OLOPADE: That’s actually been very interesting. We have a real debate about self-reported race/ethnicity versus using Ancestry Informative Markers (AIM). What we found is that the lived experience of somebody is just as important as their genetic background, and so in as much as we’re interested in gene-environment interactions, we ask the patients what they self-report, and then we also—at least in some of our work—try to use Ancestry Informative Markers. What we find is that there’s actually very good correlation between Ancestry Informative Markers and self-reported race, at least in our cohort of patients that we’ve studied. Part of the reason we went to Nigeria for our study is also to remove the admixture issue, and study a homogenous African population, and see what the gradient is in terms of the differences in breast cancer, age of onset, and breast cancer subtypes.
MAROON: A lot of social scientists, particularly scholars in the anthropology, sociology, and history of science and medicine, have critiqued the use of race in genomic research because they argue that it creates a false biological idea of race.

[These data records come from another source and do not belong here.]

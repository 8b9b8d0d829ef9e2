//! Reply forest reconstruction for a post's comments.

use std::collections::HashMap;

use serde::{Deserialize, Serialize};

use crate::db::models::Comment;

/// A comment together with its direct replies, oldest first.
#[derive(Debug, Clone, PartialEq, Serialize, Deserialize)]
pub struct CommentThread {
    #[serde(flatten)]
    pub comment: Comment,
    pub replies: Vec<CommentThread>,
}

impl CommentThread {
    pub fn leaf(comment: Comment) -> Self {
        Self {
            comment,
            replies: Vec::new(),
        }
    }
}

/// Assemble comments (oldest first) into a forest.
///
/// Every input comment appears exactly once in the output. Roots and reply
/// lists keep the input order. A reply whose parent is not in the input is
/// promoted to a root; so is any comment caught in a parent cycle. Nesting
/// depth is unbounded: the build walks an explicit stack and never recurses.
pub fn build_forest(comments: Vec<Comment>) -> Vec<CommentThread> {
    let n = comments.len();
    let index: HashMap<String, usize> = comments
        .iter()
        .enumerate()
        .map(|(i, c)| (c.id.clone(), i))
        .collect();

    let mut children: Vec<Vec<usize>> = vec![Vec::new(); n];
    let mut roots = Vec::new();
    for (i, comment) in comments.iter().enumerate() {
        let Some(parent_id) = comment.parent_comment_id.as_deref() else {
            roots.push(i);
            continue;
        };
        match index.get(parent_id) {
            Some(&parent) if parent != i => children[parent].push(i),
            _ => {
                tracing::warn!(
                    comment_id = %comment.id,
                    parent_comment_id = %parent_id,
                    post_id = %comment.post_id,
                    "Reply has no reachable parent; promoting it to a root"
                );
                roots.push(i);
            }
        }
    }

    // Walk from each root, recording which child edges were taken. Any
    // comment left unvisited sits on a cycle and becomes a root itself.
    let mut visited = vec![false; n];
    let mut attached: Vec<Vec<usize>> = vec![Vec::new(); n];
    let mut order = Vec::with_capacity(n);
    let mut tops = Vec::new();

    let mut walk = |start: usize, visited: &mut Vec<bool>| {
        visited[start] = true;
        let mut stack = vec![start];
        while let Some(node) = stack.pop() {
            order.push(node);
            for &child in &children[node] {
                if !visited[child] {
                    visited[child] = true;
                    attached[node].push(child);
                    stack.push(child);
                }
            }
        }
    };

    for &root in &roots {
        walk(root, &mut visited);
        tops.push(root);
    }
    for i in 0..n {
        if !visited[i] {
            tracing::warn!(comment_id = %comments[i].id, "Comment parent chain loops; promoting it to a root");
            walk(i, &mut visited);
            tops.push(i);
        }
    }
    tops.sort_unstable();

    // Children are always popped after their parent, so the reversed visit
    // order builds every reply before the comment that owns it.
    let mut pending: Vec<Option<Comment>> = comments.into_iter().map(Some).collect();
    let mut built: Vec<Option<CommentThread>> = (0..n).map(|_| None).collect();
    for &node in order.iter().rev() {
        let replies = attached[node]
            .iter()
            .filter_map(|&child| built[child].take())
            .collect();
        if let Some(comment) = pending[node].take() {
            built[node] = Some(CommentThread { comment, replies });
        }
    }

    tops.into_iter()
        .filter_map(|root| built[root].take())
        .collect()
}
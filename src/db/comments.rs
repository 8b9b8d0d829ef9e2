//! Content store: comments.

use rusqlite::{params, Connection, OptionalExtension};

use crate::db::models::Comment;

pub fn insert(conn: &Connection, comment: &Comment) -> rusqlite::Result<()> {
    conn.execute(
        "INSERT INTO comments (id, post_id, parent_comment_id, content, author_id, author_name, \
         author_username, author_profile_picture, created_at, updated_at) \
         VALUES (?1, ?2, ?3, ?4, ?5, ?6, ?7, ?8, ?9, ?10)",
        params![
            comment.id,
            comment.post_id,
            comment.parent_comment_id,
            comment.content,
            comment.author.author_id,
            comment.author.author_name,
            comment.author.author_username,
            comment.author.author_profile_picture,
            comment.created_at,
            comment.updated_at,
        ],
    )?;
    Ok(())
}

pub fn find_by_id(conn: &Connection, id: &str) -> rusqlite::Result<Option<Comment>> {
    let sql = format!("SELECT {} FROM comments WHERE id = ?1", Comment::COLUMNS);
    conn.query_row(&sql, params![id], Comment::from_row)
        .optional()
}

/// All comments on a post, oldest first.
pub fn list_for_post(conn: &Connection, post_id: &str) -> rusqlite::Result<Vec<Comment>> {
    let sql = format!(
        "SELECT {} FROM comments WHERE post_id = ?1 ORDER BY created_at ASC, rowid ASC",
        Comment::COLUMNS
    );
    let mut stmt = conn.prepare(&sql)?;
    let comments = stmt
        .query_map(params![post_id], Comment::from_row)?
        .collect::<rusqlite::Result<Vec<_>>>()?;
    Ok(comments)
}
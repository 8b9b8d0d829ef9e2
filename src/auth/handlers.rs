use axum::extract::rejection::JsonRejection;
use axum::extract::{Multipart, Path, State};
use axum::Json;
use chrono::{Duration, Utc};
use serde::{Deserialize, Serialize};

use crate::auth::password::{hash_password, verify_password};
use crate::auth::reset::generate_secure_token;
use crate::db::models::{User, UserProfile};
use crate::db::{is_unique_violation, posts, users};
use crate::error::{AppError, AppResult};
use crate::extractors::CurrentUser;
use crate::media::{self, Upload};
use crate::routes::{read_upload, Message};
use crate::state::AppState;

pub const MAX_PICTURE_BYTES: usize = 5 * 1024 * 1024;

/// Returned by forgot-password whether or not the account exists.
pub const RESET_REQUESTED: &str = "If the email exists, a password reset link has been sent";

// -- Request / response types --

#[derive(Deserialize)]
#[serde(deny_unknown_fields)]
pub struct SignupRequest {
    pub email: String,
    pub username: String,
    pub name: String,
    #[serde(default)]
    pub bio: String,
    #[serde(default)]
    pub profile_picture: String,
    pub password: String,
}

#[derive(Deserialize)]
#[serde(deny_unknown_fields)]
pub struct LoginRequest {
    pub email: String,
    pub password: String,
}

#[derive(Debug, Serialize, Deserialize)]
pub struct TokenResponse {
    pub access_token: String,
    pub token_type: String,
}

/// Only fields that are present are applied.
#[derive(Deserialize, Default)]
#[serde(deny_unknown_fields)]
pub struct ProfilePatch {
    pub username: Option<String>,
    pub name: Option<String>,
    pub bio: Option<String>,
    pub profile_picture: Option<String>,
}

#[derive(Deserialize)]
#[serde(deny_unknown_fields)]
pub struct ForgotPasswordRequest {
    pub email: String,
}

#[derive(Deserialize)]
#[serde(deny_unknown_fields)]
pub struct ResetPasswordRequest {
    pub token: String,
    pub new_password: String,
}

// -- Handlers --

pub async fn signup(
    State(state): State<AppState>,
    payload: Result<Json<SignupRequest>, JsonRejection>,
) -> AppResult<Json<UserProfile>> {
    let Json(req) = payload?;
    let email = req.email.trim().to_string();
    let username = req.username.trim().to_string();
    validate_signup(&email, &username, &req.name, &req.password)?;

    {
        let conn = state.db.get()?;
        if users::find_by_email(&conn, &email)?.is_some() {
            return Err(AppError::Conflict("Email already registered".into()));
        }
        if users::find_by_username(&conn, &username)?.is_some() {
            return Err(AppError::Conflict("Username already taken".into()));
        }
    }

    let password_hash = hash_password(req.password, state.config.auth.bcrypt_cost).await?;

    let now = Utc::now();
    let user = User {
        id: uuid::Uuid::now_v7().to_string(),
        email,
        username,
        name: req.name.trim().to_string(),
        bio: req.bio,
        profile_picture: req.profile_picture,
        password_hash,
        reset_token: None,
        reset_token_expires: None,
        created_at: now,
        updated_at: now,
    };

    let conn = state.db.get()?;
    users::insert(&conn, &user).map_err(|e| {
        if is_unique_violation(&e) {
            AppError::Conflict("Email or username already registered".into())
        } else {
            AppError::Database(e)
        }
    })?;

    tracing::info!("Created account {} ({})", user.username, user.id);
    Ok(Json(user.profile()))
}

pub async fn login(
    State(state): State<AppState>,
    payload: Result<Json<LoginRequest>, JsonRejection>,
) -> AppResult<Json<TokenResponse>> {
    let Json(req) = payload?;
    let user = {
        let conn = state.db.get()?;
        users::find_by_email(&conn, req.email.trim())?
    };
    let user = user.ok_or(AppError::Unauthorized)?;

    if !verify_password(req.password, user.password_hash.clone()).await {
        return Err(AppError::Unauthorized);
    }

    let access_token = state.tokens.issue(&user.email)?;
    Ok(Json(TokenResponse {
        access_token,
        token_type: "bearer".to_string(),
    }))
}

pub async fn me(CurrentUser(user): CurrentUser) -> Json<UserProfile> {
    Json(user.profile())
}

pub async fn update_profile(
    State(state): State<AppState>,
    CurrentUser(user): CurrentUser,
    payload: Result<Json<ProfilePatch>, JsonRejection>,
) -> AppResult<Json<UserProfile>> {
    let Json(patch) = payload?;
    let username = patch.username.as_deref().map(str::trim);
    let name = patch.name.as_deref().map(str::trim);
    if username.is_some_and(str::is_empty) {
        return Err(AppError::BadRequest("Username must not be empty".into()));
    }
    if name.is_some_and(str::is_empty) {
        return Err(AppError::BadRequest("Name must not be empty".into()));
    }

    let conn = state.db.get()?;
    if let Some(username) = username {
        if let Some(owner) = users::find_by_username(&conn, username)? {
            if owner.id != user.id {
                return Err(AppError::Conflict("Username already taken".into()));
            }
        }
    }

    let changes = users::ProfileChanges {
        username,
        name,
        bio: patch.bio.as_deref(),
        profile_picture: patch.profile_picture.as_deref(),
    };
    users::update_profile(&conn, &user.id, &changes, Utc::now()).map_err(|e| {
        if is_unique_violation(&e) {
            AppError::Conflict("Username already taken".into())
        } else {
            AppError::Database(e)
        }
    })?;

    let updated = users::find_by_id(&conn, &user.id)?.ok_or(AppError::Unauthorized)?;
    Ok(Json(updated.profile()))
}

pub async fn public_profile(
    State(state): State<AppState>,
    Path(username): Path<String>,
) -> AppResult<Json<UserProfile>> {
    let conn = state.db.get()?;
    let user = users::find_by_username(&conn, &username)?
        .ok_or_else(|| AppError::NotFound("User not found".into()))?;
    Ok(Json(user.profile()))
}

pub async fn forgot_password(
    State(state): State<AppState>,
    payload: Result<Json<ForgotPasswordRequest>, JsonRejection>,
) -> AppResult<Json<Message>> {
    let Json(req) = payload?;
    let user = {
        let conn = state.db.get()?;
        users::find_by_email(&conn, req.email.trim())?
    };

    if let Some(user) = user {
        let token = generate_secure_token();
        let expires = Utc::now() + Duration::hours(state.config.auth.reset_token_hours);

        let stored = {
            let conn = state.db.get()?;
            users::store_reset_token(&conn, &user.email, &token, expires)
        };
        match stored {
            Ok(1) => {}
            Ok(n) => {
                tracing::error!("Reset token stored on {} rows for {}", n, user.id);
                return Err(AppError::Internal(
                    "Failed to process password reset request".into(),
                ));
            }
            Err(e) => {
                tracing::error!("Failed to store reset token for {}: {}", user.id, e);
                return Err(AppError::Internal(
                    "Failed to process password reset request".into(),
                ));
            }
        }

        if let Err(e) = state
            .mailer
            .send_password_reset(&user.email, &user.name, &token)
            .await
        {
            tracing::error!("Failed to send password reset email for {}: {}", user.id, e);
            return Err(AppError::Internal(
                "Failed to send password reset email".into(),
            ));
        }
    } else {
        tracing::debug!("Password reset requested for unknown email");
    }

    Ok(Json(Message::new(RESET_REQUESTED)))
}

pub async fn reset_password(
    State(state): State<AppState>,
    payload: Result<Json<ResetPasswordRequest>, JsonRejection>,
) -> AppResult<Json<Message>> {
    let Json(req) = payload?;
    if req.new_password.trim().is_empty() {
        return Err(AppError::BadRequest("Password must not be empty".into()));
    }

    let user = {
        let conn = state.db.get()?;
        users::find_by_reset_token(&conn, &req.token, Utc::now())?
    };
    let user = user.ok_or_else(invalid_reset_token)?;

    let password_hash = hash_password(req.new_password, state.config.auth.bcrypt_cost).await?;

    let conn = state.db.get()?;
    if !users::consume_reset_token(&conn, &user.id, &req.token, &password_hash, Utc::now())? {
        return Err(invalid_reset_token());
    }

    tracing::info!("Password reset for {}", user.id);
    Ok(Json(Message::new("Password has been reset successfully")))
}

pub async fn update_profile_picture(
    State(state): State<AppState>,
    CurrentUser(user): CurrentUser,
    mut multipart: Multipart,
) -> AppResult<Json<UserProfile>> {
    let mut file: Option<Upload> = None;
    while let Some(field) = multipart.next_field().await? {
        let name = field.name().unwrap_or_default().to_string();
        match name.as_str() {
            "file" => file = Some(read_upload(field).await?),
            other => return Err(AppError::BadRequest(format!("Unexpected field: {}", other))),
        }
    }
    let file = file.ok_or_else(|| AppError::BadRequest("File is required".into()))?;
    validate_picture(&file)?;

    let stored = state
        .media
        .upload(media::PROFILE_PICTURES, &file)
        .await
        .map_err(|e| {
            tracing::error!("Profile picture upload failed for {}: {:#}", user.id, e);
            AppError::Internal("Failed to upload profile picture".into())
        })?;

    let (replaced, user) = {
        let mut conn = state.db.get()?;
        let replaced =
            users::set_profile_picture(&mut conn, &user.id, &stored.url, &stored.id, Utc::now())?;
        let user = users::find_by_id(&conn, &user.id)?.ok_or(AppError::Unauthorized)?;
        (replaced, user)
    };

    // Only pictures uploaded here are ever removed; a hand-set URL is left alone.
    if let Some(id) = replaced {
        if let Err(e) = state.media.delete(&id).await {
            tracing::warn!("Could not delete old profile picture {}: {:#}", id, e);
        }
    }

    let propagated = state
        .db
        .get()
        .map_err(AppError::from)
        .and_then(|conn| {
            posts::update_author_picture(&conn, &user.username, &stored.url).map_err(AppError::from)
        });
    match propagated {
        Ok(n) => tracing::info!("Updated profile picture on {} posts by @{}", n, user.username),
        Err(e) => tracing::warn!(
            "Could not update posts by @{} with new profile picture: {}",
            user.username,
            e
        ),
    }

    Ok(Json(user.profile()))
}

// -- Validation --

fn validate_signup(email: &str, username: &str, name: &str, password: &str) -> AppResult<()> {
    if !looks_like_email(email) {
        return Err(AppError::BadRequest("Invalid email address".into()));
    }
    if username.is_empty() {
        return Err(AppError::BadRequest("Username is required".into()));
    }
    if name.trim().is_empty() {
        return Err(AppError::BadRequest("Name is required".into()));
    }
    if password.trim().is_empty() {
        return Err(AppError::BadRequest("Password is required".into()));
    }
    Ok(())
}

fn looks_like_email(email: &str) -> bool {
    match email.split_once('@') {
        Some((local, domain)) => {
            !local.is_empty()
                && !domain.is_empty()
                && !domain.contains('@')
                && !email.chars().any(char::is_whitespace)
        }
        None => false,
    }
}

fn validate_picture(file: &Upload) -> AppResult<()> {
    let is_image = file
        .content_type
        .as_deref()
        .is_some_and(|ct| ct.starts_with("image/"));
    if !is_image {
        return Err(AppError::BadRequest("File must be an image".into()));
    }
    if file.data.len() > MAX_PICTURE_BYTES {
        return Err(AppError::BadRequest("File size must be less than 5MB".into()));
    }
    Ok(())
}

fn invalid_reset_token() -> AppError {
    AppError::BadRequest("Invalid or expired reset token".into())
}
use rand::Rng;

/// Generate a cryptographically random 32-byte hex token.
pub fn generate_secure_token() -> String {
    let mut rng = rand::thread_rng();
    let bytes: [u8; 32] = rng.gen();
    hex::encode(bytes)
}

#[cfg(test)]
mod tests {
    use super::*;

    #[test]
    fn token_is_64_hex_chars() {
        let token = generate_secure_token();
        assert_eq!(token.len(), 64);
        assert!(token.chars().all(|c| c.is_ascii_hexdigit()));
    }

    #[test]
    fn tokens_are_unique() {
        assert_ne!(generate_secure_token(), generate_secure_token());
    }
}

OLOPADE: Mhm. It’s a social construct.
MAROON: Yeah. They argue it risks ignoring larger social determinants of health. Additionally, a lot of biologists also point to epigenetics as proof of how environment should be taken into account in genetics research. In your work, how do you try to balance the genetic and social components of health?
OLOPADE: We actually just wrote a paper, The Perfect Storm, and this is really looking at how genomics and our healthcare system actually collide. A medical student went and said, “How many doctors on the South Side of Chicago will accept, or even know where to send, a woman to get a mammogram?” And so there are no doctors on the South Side. So, that woman will have to be sent to go and look for a doctor who can help her diagnose her breast cancer.
Now, you can imagine how long that might take. So even if it wasn’t that the tumor was large at the time it started, by the time you find a doctor, in a rapidly growing tumor, it would be large, and it could be lethal. You also can see what happens when people have some form of deprivation in a low socioeconomic class. They’re going to be more spiritual, they’re going to not want to look for trouble because they are just barely making ends meet. They have to go to work, otherwise they’re not going to get paid. So if you have to go and find a doctor and take time off work, you might not be so happy to go, because you know you’re going to lose wages.
So I think both are right, because the social determinants of health are really, really important, but there are also biological reasons why people might get sick. As a result of that, we cannot but study that. I think if there are population geneticists, or if you are a social scientist, you have to understand that biology happens, and you have to take that into consideration to explain even the social determinants of health. That’s how we’ve tried to integrate that into our work.
MAROON: Great. Finally, looking to the future, what are your plans?
OLOPADE: Right now, everybody really is doing Big Data science, and genomic technologies are getting cheaper and cheaper. One thing that we know we can do is diagnose cancer, and diagnose it accurately by using genomics. We should be able to do that for everybody, no matter where they live.
As a result of the President’s Precision Medicine Initiative, we should be able to find the right drug for the right person at the right time. If we are able to develop such an infrastructure, then I think some of the misdiagnosis, misuse of treatment—because if you give somebody the wrong drug and they don’t get better, they’re not going to trust you the next time—and that’s why there’s been a lot of mistrust about medical enterprise in the black community. That’s real. And that’s really what we should be fighting to change by doing rigorous research and using it to inform policy.